2013-04-11 / Letters

Rural Roads Safety Week April 14-20

To The Editor:

With spring’s arrival, farmers are heading to the fields to plant their crops across Pennsylvania. As a result, residents in rural areas will be seeing more tractors and large planting equipment on local roads. During Rural Roads Safety Week, April 14-20, 2013, the Fulton County Farm Bureau is encouraging all motorists to be aware of farm equipment as they travel in rural areas this spring, and all yearlong.

“Rural road safety is an important issue year-round, but it is especially important at this time of year,” said Fulton County Farm Bureau President Marlin Lynch. “Farmers will be out with large pieces of equipment, and motorists must remain alert for slower-moving vehicles.”
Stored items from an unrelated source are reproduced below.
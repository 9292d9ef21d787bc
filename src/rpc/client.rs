//! Client-side dispatch (spec §4.7): compose a `_args` struct at the
//! method's declared parameter ids, send it as CALL (or ONEWAY, with no
//! reply expected), then validate and decode the REPLY/EXCEPTION:
//! message name and sequence id must match the request
//! (`WrongMethodName`/`BadSequenceId`), the message type must be REPLY
//! or EXCEPTION (`InvalidMessageType`), and the `_result` body must
//! carry exactly a success value, a declared exception, or neither
//! (`MissingResult`). Ground: cloudwego-volo's
//! `ThriftTransport::send`/`ReadHalf::try_next`
//! (`volo-thrift-src-transport-pingpong-thrift_transport.rs`), which is
//! the sequence-id/name validation and `tracing::error!` logging this
//! module follows.

use std::any::TypeId;
use std::sync::atomic::{AtomicI32, Ordering};

use crate::{
    metadata::DecodedValue,
    rpc::{ApplicationException, ApplicationExceptionKind, ExceptionSlot, ParamSlot},
    thrift::{TMessageIdentifier, TMessageType, TStructIdentifier, TType},
    wire::{ProtocolReader, ProtocolWriter},
    CodecError,
};

/// Connect/read/write budgets for an outgoing call (spec §5 ambient
/// config), enforced by the connection loop via `monoio::time::timeout`.
#[derive(Clone, Copy, Debug)]
pub struct ClientConfig {
    pub connect_timeout: std::time::Duration,
    pub read_timeout: std::time::Duration,
    pub write_timeout: std::time::Duration,
}

impl Default for ClientConfig {
    fn default() -> Self {
        ClientConfig {
            connect_timeout: std::time::Duration::from_secs(5),
            read_timeout: std::time::Duration::from_secs(30),
            write_timeout: std::time::Duration::from_secs(30),
        }
    }
}

/// A per-connection sequence-id generator; one request in flight per id,
/// matched against the reply's id on the way back
/// (`CodecErrorKind::BadSequenceId` / `ApplicationExceptionKind::BadSequenceId`).
pub struct SeqIdGen(AtomicI32);

impl SeqIdGen {
    pub fn new() -> Self {
        SeqIdGen(AtomicI32::new(0))
    }

    pub fn next(&self) -> i32 {
        self.0.fetch_add(1, Ordering::Relaxed)
    }
}

impl Default for SeqIdGen {
    fn default() -> Self {
        Self::new()
    }
}

/// Everything that can come back from a client call other than a plain
/// success value.
#[derive(Debug)]
pub enum ClientCallError {
    /// The dispatcher itself failed the call (bad reply shape, mismatched
    /// name/sequence id, or an uncaught server-side error).
    Application(ApplicationException),
    /// The server raised one of the method's own declared exceptions.
    Declared {
        type_id: TypeId,
        value: DecodedValue,
    },
    /// Reading or writing the wire data itself failed.
    Transport(CodecError),
}

impl From<CodecError> for ClientCallError {
    fn from(e: CodecError) -> Self {
        ClientCallError::Transport(e)
    }
}

impl std::fmt::Display for ClientCallError {
    fn fmt(&self, f: &mut std::fmt::Formatter<'_>) -> std::fmt::Result {
        match self {
            ClientCallError::Application(e) => write!(f, "{e}"),
            ClientCallError::Declared { .. } => write!(f, "declared exception"),
            ClientCallError::Transport(e) => write!(f, "{e}"),
        }
    }
}

impl std::error::Error for ClientCallError {}

/// The client-side binding for one declared method.
pub struct MethodHandler {
    name: &'static str,
    params: Vec<ParamSlot>,
    return_codec: Option<std::sync::Arc<dyn crate::codec::Codec>>,
    exceptions: Vec<ExceptionSlot>,
    oneway: bool,
}

impl MethodHandler {
    pub fn new(
        name: &'static str,
        params: Vec<ParamSlot>,
        return_codec: Option<std::sync::Arc<dyn crate::codec::Codec>>,
        exceptions: Vec<ExceptionSlot>,
        oneway: bool,
    ) -> Self {
        MethodHandler {
            name,
            params,
            return_codec,
            exceptions,
            oneway,
        }
    }

    pub fn name(&self) -> &'static str {
        self.name
    }

    pub fn is_oneway(&self) -> bool {
        self.oneway
    }

    fn write_request(
        &self,
        writer: &mut dyn ProtocolWriter,
        seq_id: i32,
        args: Vec<DecodedValue>,
    ) -> Result<(), CodecError> {
        let msg_type = if self.oneway {
            TMessageType::OneWay
        } else {
            TMessageType::Call
        };
        writer.write_message_begin(&TMessageIdentifier::new(self.name, msg_type, seq_id));
        writer.write_struct_begin(&TStructIdentifier::new(None));
        for (param, value) in self.params.iter().zip(args.into_iter()) {
            writer.write_field_begin(param.codec.wire_type(), param.id);
            param.codec.write(value.as_ref(), writer)?;
            writer.write_field_end();
        }
        writer.write_field_stop();
        writer.write_struct_end();
        writer.write_message_end();
        Ok(())
    }

    fn read_response(
        &self,
        reader: &mut dyn ProtocolReader,
        seq_id: i32,
    ) -> Result<Option<DecodedValue>, ClientCallError> {
        let msg_ident = reader.read_message_begin()?;

        if msg_ident.message_type == TMessageType::Exception {
            let exc = ApplicationException::read(reader)?;
            reader.read_message_end()?;
            return Err(ClientCallError::Application(exc));
        }
        if msg_ident.message_type != TMessageType::Reply {
            reader.skip(TType::Struct)?;
            reader.read_message_end()?;
            let msg = format!(
                "{}: expected REPLY or EXCEPTION, got {:?}",
                self.name, msg_ident.message_type
            );
            tracing::error!("{}", msg);
            return Err(ClientCallError::Application(ApplicationException::new(
                ApplicationExceptionKind::InvalidMessageType,
                msg,
            )));
        }
        if msg_ident.name != self.name {
            reader.skip(TType::Struct)?;
            reader.read_message_end()?;
            let msg = format!(
                "expected reply for {}, got {}",
                self.name, msg_ident.name
            );
            tracing::error!("{}", msg);
            return Err(ClientCallError::Application(ApplicationException::new(
                ApplicationExceptionKind::WrongMethodName,
                msg,
            )));
        }
        if msg_ident.sequence_number != seq_id {
            reader.skip(TType::Struct)?;
            reader.read_message_end()?;
            let msg = format!(
                "{}: expected sequence id {}, got {}",
                self.name, seq_id, msg_ident.sequence_number
            );
            tracing::error!("{}", msg);
            return Err(ClientCallError::Application(ApplicationException::new(
                ApplicationExceptionKind::BadSequenceId,
                msg,
            )));
        }

        reader.read_struct_begin()?;
        let mut success = None;
        let mut declared = None;
        loop {
            let field = reader.read_field_begin()?;
            if field.field_type == TType::Stop {
                break;
            }
            match field.id {
                Some(0) => match &self.return_codec {
                    Some(codec) if field.field_type == codec.wire_type() => {
                        success = Some(codec.read(reader)?);
                    }
                    _ => reader.skip(field.field_type)?,
                },
                Some(id) => match self.exceptions.iter().find(|e| e.id == id) {
                    Some(slot) if field.field_type == slot.codec.wire_type() => {
                        declared = Some((slot.type_id, slot.codec.read(reader)?));
                    }
                    _ => reader.skip(field.field_type)?,
                },
                None => reader.skip(field.field_type)?,
            }
            reader.read_field_end()?;
        }
        reader.read_struct_end()?;
        reader.read_message_end()?;

        if let Some((type_id, value)) = declared {
            return Err(ClientCallError::Declared { type_id, value });
        }
        if self.return_codec.is_some() && success.is_none() {
            return Err(ClientCallError::Application(ApplicationException::new(
                ApplicationExceptionKind::MissingResult,
                format!("{}: no success value and no declared exception in reply", self.name),
            )));
        }
        Ok(success)
    }

    /// Writes the request and, unless this method is `oneway`, reads and
    /// validates the reply.
    pub fn call(
        &self,
        reader: &mut dyn ProtocolReader,
        writer: &mut dyn ProtocolWriter,
        seq_id: i32,
        args: Vec<DecodedValue>,
    ) -> Result<Option<DecodedValue>, ClientCallError> {
        self.write_request(writer, seq_id, args)?;
        if self.oneway {
            return Ok(None);
        }
        self.read_response(reader, seq_id)
    }
}
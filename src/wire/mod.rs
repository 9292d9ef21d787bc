//! The abstract Thrift protocol: primitive TType framing for messages,
//! structs, fields, and the three container shapes, plus scalar I/O and
//! value skipping.
//!
//! This supersedes the teacher crate's lifetime-parameterized,
//! zero-copy `TInputProtocol<'x>` / `TOutputProtocol` / `TAsyncInputProtocol`
//! split (see `monoio-rs-monoio-thrift/src/protocol.rs`). The struct codec
//! engine (`crate::codec`) needs an object-safe reader/writer pair so it
//! can walk a `StructMetadata` without per-struct generated code, and
//! object safety doesn't mix with the teacher's borrowed-`&'x str`
//! design. `ProtocolReader`/`ProtocolWriter` below keep the teacher's
//! method shapes (same begin/end calls, same primitive set) but work in
//! owned `String`/`Bytes` values; the transport layer still does exactly
//! what the teacher's `read_more_at_least` did — fill an owned buffer
//! from the async transport before any Thrift parsing happens.

pub mod binary;
pub mod compact;

use bytes::Bytes;

use crate::{
    thrift::{
        TFieldIdentifier, TListIdentifier, TMapIdentifier, TMessageIdentifier, TSetIdentifier,
        TStructIdentifier, TType,
    },
    CodecError,
};

pub use binary::{BinaryReader, BinaryWriter};
pub use compact::{CompactReader, CompactWriter};

/// How deeply nested containers/structs `skip` will descend before
/// giving up with `CodecErrorKind::DepthLimit`. Chosen to comfortably
/// exceed any hand-written schema while bounding the explicit skip
/// stack (ground: teacher's `MOST_COMMON_DEPTH`/`SmallVec` skip stack in
/// `binary.rs::skip_field`).
pub const MAX_SKIP_DEPTH: usize = 64;

/// Read half of the abstract Thrift protocol. Implemented once per wire
/// format (`BinaryReader`, `CompactReader`); the struct codec engine and
/// RPC dispatcher are written against this trait only.
pub trait ProtocolReader {
    fn read_message_begin(&mut self) -> Result<TMessageIdentifier, CodecError>;
    fn read_message_end(&mut self) -> Result<(), CodecError>;
    fn read_struct_begin(&mut self) -> Result<TStructIdentifier, CodecError>;
    fn read_struct_end(&mut self) -> Result<(), CodecError>;
    /// Returns a field identifier whose `field_type` is `TType::Stop` when
    /// the struct has no more fields.
    fn read_field_begin(&mut self) -> Result<TFieldIdentifier, CodecError>;
    fn read_field_end(&mut self) -> Result<(), CodecError>;
    fn read_list_begin(&mut self) -> Result<TListIdentifier, CodecError>;
    fn read_list_end(&mut self) -> Result<(), CodecError>;
    fn read_set_begin(&mut self) -> Result<TSetIdentifier, CodecError>;
    fn read_set_end(&mut self) -> Result<(), CodecError>;
    fn read_map_begin(&mut self) -> Result<TMapIdentifier, CodecError>;
    fn read_map_end(&mut self) -> Result<(), CodecError>;

    fn read_bool(&mut self) -> Result<bool, CodecError>;
    fn read_i8(&mut self) -> Result<i8, CodecError>;
    fn read_i16(&mut self) -> Result<i16, CodecError>;
    fn read_i32(&mut self) -> Result<i32, CodecError>;
    fn read_i64(&mut self) -> Result<i64, CodecError>;
    fn read_double(&mut self) -> Result<f64, CodecError>;
    fn read_string(&mut self) -> Result<String, CodecError>;
    fn read_binary(&mut self) -> Result<Bytes, CodecError>;

    /// Recursively discard a value of the given wire type. The only
    /// recoverable operation on an unknown/unused field.
    fn skip(&mut self, ttype: TType) -> Result<(), CodecError>;
}

/// Write half of the abstract Thrift protocol.
pub trait ProtocolWriter {
    fn write_message_begin(&mut self, identifier: &TMessageIdentifier);
    fn write_message_end(&mut self);
    fn write_struct_begin(&mut self, identifier: &TStructIdentifier);
    fn write_struct_end(&mut self);
    fn write_field_begin(&mut self, field_type: TType, id: i16);
    fn write_field_end(&mut self);
    /// Write the STOP marker that terminates a struct's field list.
    fn write_field_stop(&mut self);
    fn write_list_begin(&mut self, identifier: &TListIdentifier);
    fn write_list_end(&mut self);
    fn write_set_begin(&mut self, identifier: &TSetIdentifier);
    fn write_set_end(&mut self);
    fn write_map_begin(&mut self, identifier: &TMapIdentifier);
    fn write_map_end(&mut self);

    fn write_bool(&mut self, value: bool);
    fn write_i8(&mut self, value: i8);
    fn write_i16(&mut self, value: i16);
    fn write_i32(&mut self, value: i32);
    fn write_i64(&mut self, value: i64);
    fn write_double(&mut self, value: f64);
    fn write_string(&mut self, value: &str);
    fn write_binary(&mut self, value: &[u8]);
}

/// A fixed-size TType -> byte-width table, used by both protocols' `skip`
/// fast paths. `0` means "not fixed width" (strings/containers/structs).
/// Ground: teacher's `BINARY_BASIC_TYPE_FIXED_SIZE`.
pub(crate) const FIXED_TYPE_WIDTH: [usize; 17] = [
    0, // Stop
    0, // Void
    1, // Bool
    1, // I8
    8, // Double
    0, // unused (5)
    2, // I16
    0, // unused (7)
    4, // I32
    0, // unused (9)
    8, // I64
    0, // Binary
    0, // Struct
    0, // Map
    0, // Set
    0, // List
    16, // Uuid
];

#[inline]
pub(crate) fn fixed_width(ttype: TType) -> usize {
    FIXED_TYPE_WIDTH[ttype as usize]
}

/// Shared skip-stack entry: either a single pending type, or a
/// `(remaining, [a, b])` collection cursor (list/set reuse `a == b`; map
/// alternates key/value). Mirrors the teacher's `SkipData` enum.
#[derive(Debug, Clone, Copy)]
pub(crate) enum SkipFrame {
    Value(TType),
    Collection(u32, [TType; 2]),
}

pub(crate) type SkipStack = smallvec::SmallVec<[SkipFrame; 16]>;
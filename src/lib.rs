mod error;

pub use error::{CodecError, CodecErrorKind};

pub mod thrift;

pub mod wire;

pub mod transport;

pub mod metadata;

pub mod catalog;

pub mod codec;

pub mod rpc;
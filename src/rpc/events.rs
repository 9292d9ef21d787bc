//! The server-side observer contract (spec §4.8): `getContext -> preRead
//! -> postRead(args) -> preWrite(result)|preWriteException(e) ->
//! postWrite|postWriteException -> done`, invoked in registration order
//! around one call's processing. Ground: Apache Thrift's
//! `TProcessorEventHandler`/`TServerEventHandler` pair, which this spec
//! section is a direct description of; no Rust example in the pack
//! implements this specific hook set, so the shape below follows the
//! upstream contract's method names translated into idiomatic Rust
//! (default no-op methods on a trait, rather than a base class to
//! override).

use std::any::Any;

use crate::CodecError;

/// One observer of the request lifecycle. Every method has a no-op
/// default so a handler only needs to implement the hooks it cares
/// about. `get_context` is called once per call, before `pre_read`; its
/// return value is threaded through the rest of that call's hooks and
/// dropped afterwards — handlers are never called concurrently for the
/// same call, so plain interior state in the context is enough.
pub trait EventHandler: Send + Sync {
    fn get_context(&self) -> Box<dyn Any + Send> {
        Box::new(())
    }
    fn pre_read(&self, _ctx: &mut (dyn Any + Send)) {}
    fn post_read(&self, _ctx: &mut (dyn Any + Send), _args: &(dyn Any + Send)) {}
    fn pre_write(&self, _ctx: &mut (dyn Any + Send), _result: &(dyn Any + Send)) {}
    fn pre_write_exception(&self, _ctx: &mut (dyn Any + Send), _error: &CodecError) {}
    fn post_write(&self, _ctx: &mut (dyn Any + Send)) {}
    fn post_write_exception(&self, _ctx: &mut (dyn Any + Send), _error: &CodecError) {}
    fn done(&self, _ctx: &mut (dyn Any + Send)) {}
}

/// An ordered list of `EventHandler`s, invoked together. Pure observers:
/// nothing here can fail the call or change its outcome, matching spec
/// §4.8's "pure-observer contract" note.
#[derive(Default, Clone)]
pub struct HandlerStack {
    handlers: Vec<std::sync::Arc<dyn EventHandler>>,
}

impl HandlerStack {
    pub fn new() -> Self {
        Self::default()
    }

    pub fn register(&mut self, handler: std::sync::Arc<dyn EventHandler>) {
        self.handlers.push(handler);
    }

    pub(crate) fn contexts(&self) -> Vec<Box<dyn Any + Send>> {
        self.handlers.iter().map(|h| h.get_context()).collect()
    }

    pub(crate) fn pre_read(&self, ctxs: &mut [Box<dyn Any + Send>]) {
        for (h, ctx) in self.handlers.iter().zip(ctxs.iter_mut()) {
            h.pre_read(ctx.as_mut());
        }
    }

    pub(crate) fn post_read(&self, ctxs: &mut [Box<dyn Any + Send>], args: &(dyn Any + Send)) {
        for (h, ctx) in self.handlers.iter().zip(ctxs.iter_mut()) {
            h.post_read(ctx.as_mut(), args);
        }
    }

    pub(crate) fn pre_write(&self, ctxs: &mut [Box<dyn Any + Send>], result: &(dyn Any + Send)) {
        for (h, ctx) in self.handlers.iter().zip(ctxs.iter_mut()) {
            h.pre_write(ctx.as_mut(), result);
        }
    }

    pub(crate) fn pre_write_exception(&self, ctxs: &mut [Box<dyn Any + Send>], error: &CodecError) {
        for (h, ctx) in self.handlers.iter().zip(ctxs.iter_mut()) {
            h.pre_write_exception(ctx.as_mut(), error);
        }
    }

    pub(crate) fn post_write(&self, ctxs: &mut [Box<dyn Any + Send>]) {
        for (h, ctx) in self.handlers.iter().zip(ctxs.iter_mut()) {
            h.post_write(ctx.as_mut());
        }
    }

    pub(crate) fn post_write_exception(&self, ctxs: &mut [Box<dyn Any + Send>], error: &CodecError) {
        for (h, ctx) in self.handlers.iter().zip(ctxs.iter_mut()) {
            h.post_write_exception(ctx.as_mut(), error);
        }
    }

    pub(crate) fn done(&self, ctxs: &mut [Box<dyn Any + Send>]) {
        for (h, ctx) in self.handlers.iter().zip(ctxs.iter_mut()) {
            h.done(ctx.as_mut());
        }
    }
}

#[cfg(test)]
mod tests {
    use std::sync::Mutex;

    use super::*;

    #[derive(Default)]
    struct Recorder {
        calls: Mutex<Vec<&'static str>>,
    }

    impl EventHandler for Recorder {
        fn pre_read(&self, _ctx: &mut (dyn Any + Send)) {
            self.calls.lock().unwrap().push("pre_read");
        }
        fn post_read(&self, _ctx: &mut (dyn Any + Send), _args: &(dyn Any + Send)) {
            self.calls.lock().unwrap().push("post_read");
        }
        fn pre_write(&self, _ctx: &mut (dyn Any + Send), _result: &(dyn Any + Send)) {
            self.calls.lock().unwrap().push("pre_write");
        }
        fn post_write(&self, _ctx: &mut (dyn Any + Send)) {
            self.calls.lock().unwrap().push("post_write");
        }
        fn done(&self, _ctx: &mut (dyn Any + Send)) {
            self.calls.lock().unwrap().push("done");
        }
    }

    #[test]
    fn hooks_fire_in_lifecycle_order() {
        let recorder = std::sync::Arc::new(Recorder::default());
        let mut stack = HandlerStack::new();
        stack.register(recorder.clone());

        let mut ctxs = stack.contexts();
        stack.pre_read(&mut ctxs);
        stack.post_read(&mut ctxs, &() as &(dyn Any + Send));
        stack.pre_write(&mut ctxs, &() as &(dyn Any + Send));
        stack.post_write(&mut ctxs);
        stack.done(&mut ctxs);

        let calls = recorder.calls.lock().unwrap();
        assert_eq!(*calls, vec!["pre_read", "post_read", "pre_write", "post_write", "done"]);
    }

    #[test]
    fn multiple_handlers_each_get_their_own_context() {
        let a = std::sync::Arc::new(Recorder::default());
        let b = std::sync::Arc::new(Recorder::default());
        let mut stack = HandlerStack::new();
        stack.register(a.clone());
        stack.register(b.clone());

        let mut ctxs = stack.contexts();
        assert_eq!(ctxs.len(), 2);
        stack.pre_read(&mut ctxs);

        assert_eq!(*a.calls.lock().unwrap(), vec!["pre_read"]);
        assert_eq!(*b.calls.lock().unwrap(), vec!["pre_read"]);
    }

    #[test]
    fn empty_stack_is_a_no_op() {
        let stack = HandlerStack::new();
        let mut ctxs = stack.contexts();
        assert!(ctxs.is_empty());
        stack.pre_read(&mut ctxs);
        stack.done(&mut ctxs);
    }
}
Lynch added that a few simple steps can help drivers stay safe when operating vehicles on rural roads:

Don’t Rush: if you drive on rural road, chances are good that you will encounter farm equipment at some point on your route. Avoid rushing and allow plenty of time to reach your destination safely. This is especially important while traveling during the months between April and November.

Pass with Care. If you feel you must pass the farmer, do so with caution. Be observant of oncoming traffic and for other vehicles that may try to pass. Never pass when curves or hills block your view of oncoming vehicles, you are in a “No Passing Zone” or within 100 feet of any intersection, railroad grade crossing, bridge, elevated structure or tunnel. Also be careful that the farmer is not pulling to the right to make a wide left turn.

SMV = Brake Immediately. The orange triangular Slow Moving Vehicle (SMV) emblem warns drivers of a slow vehicle speed. All farm equipment traveling at speeds of 25 miles per hour or less are required to be marked with a SMV emblem. Once you see it, slow down immediately.

Remain Visible. Don’t assume that the farmer knows that you are driving near his vehicle. While most farmers will check behind them whenever possible, they are concentrating on keeping their equipment on the road and avoiding oncoming traffic. Before you pass, use your car’s horn to let the driver know where you are. Farmers may not be able to hear you over their equipment noise.

“Cooperating among farmers and rural motorists is the key to rural roads safety,” said Lynch. “If farmers and motorists look out for one another, everyone will arrive at their destination safely.”